VESC experts: Please approve my DIY VESC lest I blow it up

Hey guys!

I recently got into SMD soldering and thought I would build a VESC. The first one I built blew up right away- as soon as I gave it 12V (0.3A current), I saw some interesting sparks on the DRV. I reckon the failure was due to using solder paste and not cleaning it, creating short circuits on the DRV. Anyway, lesson learned, here is my brand new VESC. Before I power it on, I want to run it through the experts here: @chaka @trampa @onloop @longhairedboy (anyone else?). Does this look good? Oh, and one question: All LEDs seem to work when tested with multimeter, except the blue LED. I tried to replace it, took a new one that worked on the table, but as soon as I soldered the new one, it stopped working too! Weird. Anyway Im thinking I dont need the LED (I ran out of them, and order takes time), so the question is, is there an LED bypass on the VESC? Or will it cause an open circuit where the LED is? Pictures attached below: IMG_20190520_110943 IMG_20190520_110926 IMG_20190520_110916

Thanks guys!

2 Likes

Not an expert about the VESC, but there are 3 bent pins on the DRV (well I think it’s the DRV, long SMD chip on the first picture). Looks like those pins might not be in contact with the right pads.

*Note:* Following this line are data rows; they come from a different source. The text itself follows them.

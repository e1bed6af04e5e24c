// fusion_sim/src/simulation/sensors/mod.rs

use crate::error::SimError;
use crate::simulation::config::SyntheticConfig;
use crate::simulation::core::prng::SimulationRng;
use crate::simulation::truth::{TruthState, TruthTrajectory};
use crate::simulation::Record;
use fusion_core::messages::{MeasurementMessage, SensorKind};
use tracing::{debug, info};

pub mod lidar;
pub mod radar;

/// A simulated sensor sampling the ground truth at a fixed rate.
pub trait SimulatedSensor {
    fn kind(&self) -> SensorKind;

    /// Time between two readings, in microseconds.
    fn period_us(&self) -> u64;

    /// A noisy reading of `truth`.
    fn measure(&self, truth: &TruthState, rng: &mut SimulationRng) -> MeasurementMessage;
}

pub(crate) fn period_from_rate(rate_hz: f64) -> u64 {
    (1e6 / rate_hz).round().max(1.0) as u64
}

/// Builds the full, time-ordered measurement stream of a synthetic scenario.
///
/// Sensors with a zero rate are skipped. When two sensors fire on the same
/// truth step, lidar comes first.
pub fn synthesize(config: &SyntheticConfig) -> Result<Vec<Record>, SimError> {
    let mut rng = SimulationRng::from_seed(config.seed);
    let truth = TruthTrajectory::new(&config.truth)?.generate(config.duration_s, &mut rng);

    let mut sensors: Vec<Box<dyn SimulatedSensor>> = Vec::new();
    if config.lidar.rate_hz > 0.0 {
        sensors.push(Box::new(lidar::SimulatedLidar::new(&config.lidar)?));
    }
    if config.radar.rate_hz > 0.0 {
        sensors.push(Box::new(radar::SimulatedRadar::new(&config.radar)?));
    }
    if sensors.is_empty() {
        return Err(SimError::InvalidScenario(
            "at least one sensor needs a positive rate".to_string(),
        ));
    }

    for sensor in &sensors {
        debug!("Simulated {} every {} us", sensor.kind(), sensor.period_us());
    }

    let mut next_due = vec![0u64; sensors.len()];
    let mut records = Vec::new();
    for state in &truth {
        for (sensor, due) in sensors.iter().zip(next_due.iter_mut()) {
            if state.timestamp_us >= *due {
                records.push(Record {
                    message: sensor.measure(state, &mut rng),
                    truth: Some(state.sample()),
                });
                *due += sensor.period_us();
            }
        }
    }

    info!(
        "Synthesized {} measurements over {:.1} s (seed {})",
        records.len(),
        config.duration_s,
        config.seed
    );
    Ok(records)
}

There are 2 bridges on 2 pins too on the same chip (but that might be on purpose I guess).

There are a few problems, addition to the 2 noticed by @louwii I think you’ve put one of the mosfets completely off it’s footprint by one pad:

image

1 Like

Two pairs on the DRV is s’posed to be bridge, so thats probably them on the lower part of the picture. I recommend that you inspect both the DRV and MCU with a sterescope before you try to run any power thru. Use plenty of flux. Are you sure the LED is soldered with correct polarity?

I can’t remember the idle current of the VESC but try to use a current limiting DC-box when powering up the first time. 100mA should be more then enough for a VESC without any FW on it.

1 Like

Thanks @linsus and @bluegreen Yes, those 2 pairs of pads that are soldered together are the ones that are supposed to be shorted. As for the other pins that @bluegreen highlighted on the DRV, those are bent, and I cant seem to straighten them (Im afraid it will lift the pads from the board if i push it too hard). I checked with a mulitmeter and they arent shorted. Still, do you think I should take off the DRV, straighten the pins, and resolder? As for the MOSFET, yeah it seems to have drifted off while reflowing, but does it matter? I mean all the pins are connected to the same pad end of the day, isnt it? Thanks again guys!

I would resoled both the DRV and the mostfet. The leg you soldered incorrectly is the gate pin. It is not electrically connected to the other ones.

1 Like

Yeah good advise. Will re-do those two. Thanks!

it is the correct color to go fast.

4 Likes

So I redid the DRV, and the MOSFETs, I connected the power cables to 12V powersupply. All was good for about 2 mins and then some burning smell, and little sparks between some pins of the DRV…again. At this point, I dont know what I am doing wrong. I have one last DRV to try, and I wanna make this count. I am going to clean the board, redo the DRV, triple-check for shorts/ solder bridges. Any other advice? PLEASE let me know. Thanks!

Which pins? Are there shorts to ground on any of the power supply rails or phase connections?

No shorts that I could see! I will get a photo when I get home.

Please us a current limiting supply and u wont have to burn thru your chips.

1 Like

@linsus thats the surprising part. I did! 12V and almost nothing in current. 0.3A maybe. Im lost.

Set the limit to 0.1A, and did you probe around with a multimeter?

1 Like

If it didn’t blow up immediately then it’s probably not a dead short. What it sounds like is maybe one of the resistors is installed with the incorrect value or maybe a diode is the wrong way. You’ll have to check each component with a multi meter if there aren’t any visual problems.

1 Like

Update: They say 3rd time is the charm. This time I desoldered the DRV, cleaned the damned board. Got a new DRV on, checked for bridges. Checked with a multimeter for bridges. Rechecked then triple checked. Then i cleaned with a lot of alcohol, and connected to the power supply and hid behind my desk to hear an explosion…no explosion. Hurrah! Successfully booted and programmed. Thanks to everyone on this thread!

6 Likes

I need some help with the setup to use the vesc, does it run on hub motors?

Wich vesc tool have the latest firmware?

You should open a new discussion since this is not related to the topic. Anyway, yes vesc can run the hubwheel. Just download the latest tool from vedders website and it will have the firmware needed on the connections page.